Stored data
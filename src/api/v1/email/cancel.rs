use crate::emails;
use crate::emails::notice::NoticeKind;
use crate::helper_model::NoticeEmailRequest;
use crate::methods;
use warp::http::Method;
use warp::{Filter, Reply};

pub fn main() -> impl Filter<Extract = (impl Reply,), Error = warp::Rejection> + Clone {
    warp::path("cancel")
        .and(warp::path::end())
        .and(warp::method())
        .and(warp::body::json())
        .and_then(async move |method: Method, body: NoticeEmailRequest| {
            if method != Method::POST {
                return methods::standard_replies::method_not_allowed_response();
            }
            super::render_email("cancel", || emails::notice::render(NoticeKind::Cancellation, &body))
        })
}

§ EXERCISE PROMPT
Looking at the records above, please output exactly the lines that run from the one holding "use crate::helper_model::NoticeEmailRequest;" to the final line, and only those.

§ TASK SOLUTION
use crate::helper_model::NoticeEmailRequest;
use crate::methods;
use warp::http::Method;
use warp::{Filter, Reply};

pub fn main() -> impl Filter<Extract = (impl Reply,), Error = warp::Rejection> + Clone {
    warp::path("cancel")
        .and(warp::path::end())
        .and(warp::method())
        .and(warp::body::json())
        .and_then(async move |method: Method, body: NoticeEmailRequest| {
            if method != Method::POST {
                return methods::standard_replies::method_not_allowed_response();
            }
            super::render_email("cancel", || emails::notice::render(NoticeKind::Cancellation, &body))
        })
}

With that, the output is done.